Crônica da indignação
Mesmo durante a pressa matutina e gelada em que me encontrava nesse dia, eu conseguia arranjar tempo para desacelerar o passo e examinar todos os elementos daquela minha rua favorita: a rua Ensaio sobre a Cegueira. Sacos de lixo abertos e espalhados pela rua; casas aparentemente abandonadas, mas com chamas bruxuelantes em suas paredes encardidas; outras com pequenos sinais de habitação, e de enorme esquecimento; carros enferrujados esperando por motoristas que nunca mais voltariam; árvores tristes, sempre úmidas; uma carroça aqui ou ali de um andarilho; um barraco erguido por plástico, madeira, um sofá azul e coberto por uma lona branca; e uma loja de não-sei-o-quê aberta desde muito cedo. Essa é a rua pela qual mais gosto de passar.
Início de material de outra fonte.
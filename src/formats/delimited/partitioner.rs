use tracing::debug;

use crate::formats::reader::{ByteRange, DelimitedConfig, Partition, PartitionError, PartitionPlan};
use crate::io::{count_records, header_end, nearest_record_boundary};

/// Split the data region of `data` into at most `requested` delimiter-aligned partitions
///
/// The worker count is clamped to the record count so that no partition is
/// empty. Each interior boundary is placed one past the record delimiter
/// nearest to its ideal, evenly spaced offset. When records are so uneven that
/// two ideals resolve to the same delimiter, the duplicate boundary is dropped
/// and the plan has fewer partitions than requested.
pub fn plan_partitions(
    data: &[u8],
    config: &DelimitedConfig,
    requested: usize,
) -> Result<PartitionPlan, PartitionError> {
    if requested == 0 {
        return Err(PartitionError::NoWorkers);
    }

    let start = if config.has_header {
        header_end(data)
    } else {
        0
    };
    let end = data.len() as u64;
    let total_records = count_records(data, start, end);

    let count = (requested as u64).min(total_records);
    let mut boundaries = Vec::with_capacity(count as usize + 1);
    boundaries.push(start);

    let span = end - start;
    for k in 1..count {
        let ideal = start + ((span as u128 * k as u128) / count as u128) as u64;
        let boundary = nearest_record_boundary(data, ideal, start, end)
            .ok_or(PartitionError::NoDelimiter { ideal, start, end })?;
        if boundaries.last().is_some_and(|&last| boundary > last) {
            boundaries.push(boundary);
        }
    }
    if count > 0 {
        boundaries.push(end);
    }

    let mut first_line = if config.has_header { 2 } else { 1 };
    let partitions: Vec<Partition> = boundaries
        .windows(2)
        .enumerate()
        .map(|(idx, pair)| {
            let records = count_records(data, pair[0], pair[1]);
            let partition = Partition {
                partition_id: idx as u32,
                range: ByteRange {
                    start: pair[0],
                    end: pair[1],
                },
                first_line,
                records,
            };
            first_line += records;
            partition
        })
        .collect();

    debug!(
        requested,
        partitions = partitions.len(),
        total_records,
        ?boundaries,
        "Planned partitions"
    );

    Ok(PartitionPlan {
        data: ByteRange { start, end },
        total_records,
        partitions,
    })
}
//! Configuration constants for the bulk loader
//!
//! This module centralizes all tunable parameters and constants used throughout
//! the application.

use std::time::Duration;

// ============================================================================
// Sink Configuration
// ============================================================================

pub const CONNECT_TIMEOUT: Duration = Duration::from_secs(45);

/// Timeout for a single INSERT statement
///
/// Rows are inserted one statement at a time inside a long-running
/// transaction, so a statement that takes this long is stuck rather than slow.
pub const QUERY_TIMEOUT: Duration = Duration::from_secs(180); // 3 minutes

/// How long a SQLite connection waits for another worker's write lock
///
/// Each worker holds its write transaction until its whole partition is
/// consumed, so this has to cover the duration of a sibling's partition.
pub const SQLITE_BUSY_TIMEOUT: Duration = Duration::from_secs(600);

pub const DATABASE_URL_ENV: &str = "DATABASE_URL";

// ============================================================================
// Worker Configuration
// ============================================================================

/// Skip diagnostics kept per partition result; the count is always exact.
pub const MAX_SKIP_DIAGNOSTICS: usize = 100;

/// Record terminator used for partitioning and line carving
pub const RECORD_DELIMITER: u8 = b'\n';

// ============================================================================
// Progress Configuration
// ============================================================================

/// Size of the file-backed block shared by every worker of one import
pub const PROGRESS_BLOCK_SIZE: u64 = 128;

/// Busy-wait iterations on the progress lock before yielding the thread
pub const LOCK_SPIN_LIMIT: u32 = 64;

/// How long one holder may keep the progress lock before a waiter takes it over
///
/// The lock covers one counter update and one line write. A holder past this
/// was killed mid-update.
pub const LOCK_STALE_AFTER: Duration = Duration::from_secs(1);

// ============================================================================
// Process Exit Codes
// ============================================================================

pub const EXIT_WORKER_FAILED: u8 = 1;

pub const EXIT_INTERRUPTED: u8 = 2;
Ora, no final dessa rua - quando ela se abre para uma outra - há uma casa de uma única janela, um prédio bonito, um carro sempre bem cuidado e uma casa subterrânea. Foi bem entre o prédio bonito e a casa subterrânea que vi o crime, a heresia e a crueldade. O assassinato.Jazia entre as duas edificações, no piche manchado, um livro. Rasgado, desfolhado, sujo. Uma calamidade. Crime. Quem teria sido o insensível estudante que estivera acima de tal brutalidade? Fazer isso com um livro, ainda mais didático? Tive vontade de recolher as páginas espalhadas, mas se fizesse isso encontraria o portão da escola fechado.
Não digo que fiquei abalado, mas admito ter ficado indignado e com vontade de dar uns bons beliscões nesse estudante medonho. Qualquer dia o encontro, será fácil reconhcê-lo: assassinos de livros tem a culpa esculpida na fronte. Ele que me aguarde.